EXERCISE REQUIREMENTS
Within the entries below, every line containing "else" is to be copied.

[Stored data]
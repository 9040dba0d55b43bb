//! Show source geometry.

use std::path::PathBuf;

use reelcut_common::AppConfig;
use reelcut_render_engine::probe_media;

pub async fn run(config: AppConfig, video: PathBuf) -> anyhow::Result<()> {
    let probe = probe_media(&config.render.ffprobe_path, &video)
        .await
        .map_err(|e| anyhow::anyhow!("Probe failed: {e}"))?;

    println!("Source: {}", video.display());
    println!("  Resolution: {}x{}", probe.width, probe.height);
    match probe.duration_ms {
        Some(ms) => println!("  Duration: {:.3}s", ms as f64 / 1000.0),
        None => println!("  Duration: unknown"),
    }
    println!("  Audio: {}", if probe.has_audio { "yes" } else { "no" });

    Ok(())
}
impl FilterGraph {
    /// Nodes emitted by `stage`, in order.
    pub fn stage_nodes(&self, stage: Stage) -> impl Iterator<Item = &FilterNode> {
        self.nodes.iter().filter(move |node| node.stage == stage)
    }

    /// `-filter_complex` program text.
    pub fn to_filter_complex(&self) -> String {
        self.nodes
            .iter()
            .map(ToString::to_string)
            .collect::<Vec<_>>()
            .join(";")
    }

    /// Check the wiring invariant.
    ///
    /// Every node input is a declared source or an earlier node's output,
    /// every pad is consumed at most once, every non-terminal output is
    /// consumed, and terminal pads exist and are unconsumed.
    pub fn validate(&self) -> ReelcutResult<()> {
        let mut produced: HashMap<&str, StreamKind> = HashMap::new();
        let mut consumed: HashSet<&str> = HashSet::new();
        let mut sources: HashSet<(usize, StreamKind)> = HashSet::new();

        for (index, node) in self.nodes.iter().enumerate() {
            if node.id != index {
                return Err(graph_error(format!(
                    "node at position {index} has id {}",
                    node.id
                )));
            }
            if node.filters.is_empty() {
                return Err(graph_error(format!("node {index} has no filters")));
            }
            for input in &node.inputs {
                match input {
                    PadRef::Source { input, kind } => {
                        if *input >= self.inputs.len() {
                            return Err(graph_error(format!(
                                "node {index} reads undeclared input {input}"
                            )));
                        }
                        if !sources.insert((*input, *kind)) {
                            return Err(graph_error(format!(
                                "source pad [{input}:{}] consumed twice",
                                kind.specifier()
                            )));
                        }
                    }
                    PadRef::Link { label, kind } => {
                        match produced.get(label.as_str()) {
                            Some(found) if found == kind => {}
                            Some(_) => {
                                return Err(graph_error(format!(
                                    "node {index} reads [{label}] as the wrong stream kind"
                                )))
                            }
                            None => {
                                return Err(graph_error(format!(
                                    "node {index} reads [{label}] before any node produces it"
                                )))
                            }
                        }
                        if !consumed.insert(label.as_str()) {
                            return Err(graph_error(format!("pad [{label}] consumed twice")));
                        }
                    }
                }
            }
            for output in &node.outputs {
                match output {
                    PadRef::Link { label, kind } => {
                        if produced.insert(label.as_str(), *kind).is_some() {
                            return Err(graph_error(format!("pad [{label}] declared twice")));
                        }
                    }
                    PadRef::Source { .. } => {
                        return Err(graph_error(format!(
                            "node {index} declares a source pad as output"
                        )))
                    }
                }
            }
        }

        if self.video_out.is_none() && self.audio_out.is_none() {
            return Err(graph_error("graph has no terminal pad"));
        }

        let mut terminals: HashSet<&str> = HashSet::new();
        for (terminal, expected) in [
            (&self.video_out, StreamKind::Video),
            (&self.audio_out, StreamKind::Audio),
        ] {
            let Some(pad) = terminal else { continue };
            if pad.kind() != expected {
                return Err(graph_error(format!("terminal {pad} has the wrong stream kind")));
            }
            match pad {
                PadRef::Link { label, .. } => {
                    if !produced.contains_key(label.as_str()) {
                        return Err(graph_error(format!("terminal [{label}] is dangling")));
                    }
                    if consumed.contains(label.as_str()) {
                        return Err(graph_error(format!(
                            "terminal [{label}] is also consumed by a node"
                        )));
                    }
                    terminals.insert(label.as_str());
                }
                PadRef::Source { input, kind } => {
                    if *input >= self.inputs.len() || sources.contains(&(*input, *kind)) {
                        return Err(graph_error(format!("terminal {pad} is unavailable")));
                    }
                }
            }
        }

        let mut unconnected: Vec<&str> = produced
            .keys()
            .filter(|label| !consumed.contains(*label) && !terminals.contains(*label))
            .copied()
            .collect();
        if !unconnected.is_empty() {
            unconnected.sort_unstable();
            return Err(graph_error(format!(
                "unconnected outputs: {}",
                unconnected.join(", ")
            )));
        }

        Ok(())
    }
}

fn graph_error(message: impl Into<String>) -> ReelcutError {
    ReelcutError::graph(format!("Invalid filter graph: {}", message.into()))
}

/// Incrementally builds a [`FilterGraph`].
#[derive(Debug)]
pub struct GraphBuilder {
    inputs: Vec<MediaInput>,
    nodes: Vec<FilterNode>,
    next_video: usize,
    next_audio: usize,
    taken_sources: HashSet<(usize, StreamKind)>,
}
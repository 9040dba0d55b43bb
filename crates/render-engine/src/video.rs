//! Video graph compiler.
//!
//! Fixed stage order, each stage optional except the frame:
//!
//! ```text
//! [0:v] → frame → tempo → motion → overlays → color → subtitles → watermark → out
//! ```
//!
//! A skipped stage emits no node; the running pad simply carries over.

use std::f64::consts::FRAC_PI_2;
use std::path::Path;

use reelcut_common::{ReelcutError, ReelcutResult};
use reelcut_edit_model::{even, ClipSpec, ColorFilter, Corner, CropWindow, SubjectRegion, Watermark};

use crate::compile::{source_input, RenderAssets};
use crate::graph::{Filter, FilterGraph, GraphBuilder, MediaInput, Stage, VideoPad};
use crate::motion::{zoom_expr, zoom_filters};
use crate::probe::MediaProbe;

/// Compile the video half of the program.
pub fn compile_video(
    clip: &ClipSpec,
    probe: &MediaProbe,
    subjects: &[SubjectRegion],
    assets: &RenderAssets,
) -> ReelcutResult<FilterGraph> {
    let canvas = clip.target_format.dimensions();
    let mut builder = GraphBuilder::new(source_input(clip));
    let source: VideoPad = builder.source(0)?;

    let mut pad = frame_stage(&mut builder, source, clip, probe, subjects, canvas);

    if (clip.speed - 1.0).abs() > f64::EPSILON {
        pad = builder.node(
            Stage::Tempo,
            vec![pad],
            vec![Filter::with_args(
                "setpts",
                format!("(PTS-STARTPTS)/{:.6}", clip.speed),
            )],
        );
    }

    if let Some(zoom) = zoom_expr(clip, assets.auto_zoom_max) {
        pad = builder.node(Stage::Motion, vec![pad], zoom_filters(&zoom, canvas.0, canvas.1));
    }

    pad = overlay_stage(&mut builder, pad, clip, assets, canvas)?;

    if let Some(filters) = color_filters(&clip.color_filter) {
        pad = builder.node(Stage::Color, vec![pad], filters);
    }

    if let Some(path) = &assets.subtitle_path {
        pad = builder.node(
            Stage::Subtitle,
            vec![pad],
            vec![subtitles_filter(path, assets.fonts_dir.as_deref())],
        );
    }

    if let Some(watermark) = &clip.watermark {
        pad = watermark_stage(&mut builder, pad, watermark, canvas)?;
    }

    let graph = builder.finish(Some(pad), None);
    graph.validate()?;
    tracing::debug!(nodes = graph.nodes.len(), inputs = graph.inputs.len(), "Compiled video graph");
    Ok(graph)
}

fn crop_scale(crop: CropWindow, width: u32, height: u32) -> Vec<Filter> {
    vec![
        Filter::with_args("crop", format!("{}:{}:{}:{}", crop.w, crop.h, crop.x, crop.y)),
        Filter::with_args("scale", format!("{width}:{height}")),
        Filter::with_args("setsar", "1"),
    ]
}

/// Heights of `n` stacked bands that sum to `height`, all even.
pub fn band_heights(height: u32, n: usize) -> Vec<u32> {
    let n = n.max(1);
    let band = even(height / n as u32).max(2);
    let mut heights = vec![band; n];
    if let Some(last) = heights.last_mut() {
        *last = height.saturating_sub(band * (n as u32 - 1)).max(2);
    }
    heights
}

fn frame_stage(
    builder: &mut GraphBuilder,
    source: VideoPad,
    clip: &ClipSpec,
    probe: &MediaProbe,
    subjects: &[SubjectRegion],
    (width, height): (u32, u32),
) -> VideoPad {
    let (sw, sh) = (probe.width, probe.height);

    if clip.subject_framing && subjects.len() > 1 {
        let n = subjects.len();
        let branches = builder.fan_out(
            Stage::Frame,
            vec![source],
            vec![Filter::with_args("split", n.to_string())],
            n,
        );
        let bands: Vec<VideoPad> = branches
            .into_iter()
            .zip(subjects)
            .zip(band_heights(height, n))
            .map(|((branch, subject), band)| {
                let window = CropWindow::largest_for_aspect(sw, sh, width as f64 / band as f64);
                let crop = window.centered_on(subject.center_x, window.center().1, sw, sh);
                builder.node(Stage::Frame, vec![branch], crop_scale(crop, width, band))
            })
            .collect();
        return builder.node(
            Stage::Frame,
            bands,
            vec![Filter::with_args("vstack", format!("inputs={n}"))],
        );
    }

    let mut crop = CropWindow::largest_for_aspect(sw, sh, width as f64 / height as f64);
    if clip.subject_framing {
        if let Some(subject) = subjects.first() {
            crop = crop.centered_on(subject.center_x, crop.center().1, sw, sh);
        }
    }
    builder.node(Stage::Frame, vec![source], crop_scale(crop, width, height))
}

fn enable_between(start_secs: f64, end_secs: f64) -> String {
    format!("enable='between(t,{start_secs:.3},{end_secs:.3})'")
}

fn overlay_stage(
    builder: &mut GraphBuilder,
    mut pad: VideoPad,
    clip: &ClipSpec,
    assets: &RenderAssets,
    (width, height): (u32, u32),
) -> ReelcutResult<VideoPad> {
    for layer in &clip.broll {
        let input = builder.add_input(MediaInput::trimmed(
            &layer.path,
            layer.source_offset_ms,
            layer.window.duration_ms(),
        ));
        let (x, y, w, h) = layer.rect.to_pixels(width, height);
        let mut filters = vec![
            Filter::with_args("scale", format!("{w}:{h}:force_original_aspect_ratio=increase")),
            Filter::with_args("crop", format!("{w}:{h}")),
            Filter::with_args("setsar", "1"),
            Filter::with_args(
                "setpts",
                format!("PTS-STARTPTS+{:.3}/TB", layer.window.start_secs()),
            ),
        ];
        if layer.opacity < 1.0 {
            filters.push(Filter::with_args("format", "rgba"));
            filters.push(Filter::with_args(
                "colorchannelmixer",
                format!("aa={:.3}", layer.opacity),
            ));
        }
        let layer_pad: VideoPad = builder.source(input)?;
        let prepared = builder.node(Stage::Overlay, vec![layer_pad], filters);
        pad = builder.node(
            Stage::Overlay,
            vec![pad, prepared],
            vec![Filter::with_args(
                "overlay",
                format!(
                    "x={x}:y={y}:{}:eof_action=pass",
                    enable_between(layer.window.start_secs(), layer.window.end_secs())
                ),
            )],
        );
    }

    if assets.sticker_paths.len() != clip.stickers.len() {
        return Err(ReelcutError::graph(format!(
            "{} sticker layers but {} sticker images were resolved",
            clip.stickers.len(),
            assets.sticker_paths.len()
        )));
    }
    for (layer, path) in clip.stickers.iter().zip(&assets.sticker_paths) {
        let input = builder.add_input(MediaInput::looped_image(path, clip.duration_ms));
        let (x, y, w, h) = layer.rect.to_pixels(width, height);
        let sticker: VideoPad = builder.source(input)?;
        let prepared = builder.node(
            Stage::Overlay,
            vec![sticker],
            vec![
                Filter::with_args("scale", format!("{w}:{h}:force_original_aspect_ratio=decrease")),
                Filter::with_args("format", "rgba"),
            ],
        );
        pad = builder.node(
            Stage::Overlay,
            vec![pad, prepared],
            vec![Filter::with_args(
                "overlay",
                format!(
                    "x='{x}+({w}-w)/2':y='{y}+({h}-h)/2':{}",
                    enable_between(layer.window.start_secs(), layer.window.end_secs())
                ),
            )],
        );
    }

    Ok(pad)
}

/// Combined color node filters, or `None` for a neutral grade.
pub fn color_filters(color: &ColorFilter) -> Option<Vec<Filter>> {
    if color.is_neutral() {
        return None;
    }
    let mut filters = Vec::new();
    if color.has_exposure() {
        filters.push(Filter::with_args(
            "eq",
            format!(
                "brightness={:.3}:contrast={:.3}:saturation={:.3}",
                color.brightness, color.contrast, color.saturation
            ),
        ));
    }
    if color.has_hue() {
        filters.push(Filter::with_args("hue", format!("h={:.3}", color.hue)));
    }
    if color.has_temperature() {
        filters.push(Filter::with_args(
            "colortemperature",
            format!("temperature={:.0}", color.kelvin()),
        ));
    }
    if color.has_vignette() {
        filters.push(Filter::with_args(
            "vignette",
            format!("angle={:.4}", color.vignette * FRAC_PI_2),
        ));
    }
    Some(filters)
}

/// Escape a path for use inside a single-quoted filter option.
///
/// The value is unquoted by the graph parser and then unescaped again by the
/// option parser. A quote therefore leaves the quoted run and becomes `\\\'`,
/// which the graph parser turns into the `\'` the option parser expects.
pub fn escape_filter_path(path: &Path) -> String {
    path.to_string_lossy()
        .replace('\\', "/")
        .replace('\'', r"'\\\''")
        .replace(':', r"\:")
}

fn subtitles_filter(path: &Path, fonts_dir: Option<&Path>) -> Filter {
    let mut args = format!("filename='{}'", escape_filter_path(path));
    if let Some(dir) = fonts_dir {
        args.push_str(&format!(":fontsdir='{}'", escape_filter_path(dir)));
    }
    Filter::with_args("subtitles", args)
}

fn watermark_stage(
    builder: &mut GraphBuilder,
    pad: VideoPad,
    watermark: &Watermark,
    (width, _height): (u32, u32),
) -> ReelcutResult<VideoPad> {
    let input = builder.add_input(MediaInput::file(&watermark.path));
    let logo_width = even((width as f64 * watermark.width_ratio).round() as u32).max(2);
    let margin = (width as f64 * watermark.margin_ratio).round() as u32;

    let logo: VideoPad = builder.source(input)?;
    let prepared = builder.node(
        Stage::Watermark,
        vec![logo],
        vec![
            Filter::with_args("scale", format!("{logo_width}:-2")),
            Filter::with_args("format", "rgba"),
            Filter::with_args("colorchannelmixer", format!("aa={:.3}", watermark.opacity)),
        ],
    );
    let position = match watermark.corner {
        Corner::TopLeft => format!("x={margin}:y={margin}"),
        Corner::TopRight => format!("x=W-w-{margin}:y={margin}"),
        Corner::BottomLeft => format!("x={margin}:y=H-h-{margin}"),
        Corner::BottomRight => format!("x=W-w-{margin}:y=H-h-{margin}"),
    };
    Ok(builder.node(
        Stage::Watermark,
        vec![pad, prepared],
        vec![Filter::with_args("overlay", position)],
    ))
}
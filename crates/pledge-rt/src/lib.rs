// SPDX-License-Identifier: (MIT OR Apache-2.0)
//! Pledge runtime: the executor service under the promise bridge.
//!
//! Components:
//! - pool: work-stealing OS thread pool
//! - global: lazily started process-wide pool
//! - completion: write-once completion handle with merge/all/any
//! - config: pool sizing and naming
//! - error: pool errors, native faults, the rejection marker

pub mod completion;
pub mod config;
pub mod error;
pub mod global;
pub mod pool;
mod queue;

pub use completion::{Completion, TaskResult};
pub use config::PoolConfig;
pub use error::{ConfigError, Fault, PoolError, TaskError};
pub use global::global;
pub use pool::ThreadPool;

RESPONSE TO THIS EXERCISE
    println!("  Audio: {}", if probe.has_audio { "yes" } else { "no" });
            let Some(pad) = terminal else { continue };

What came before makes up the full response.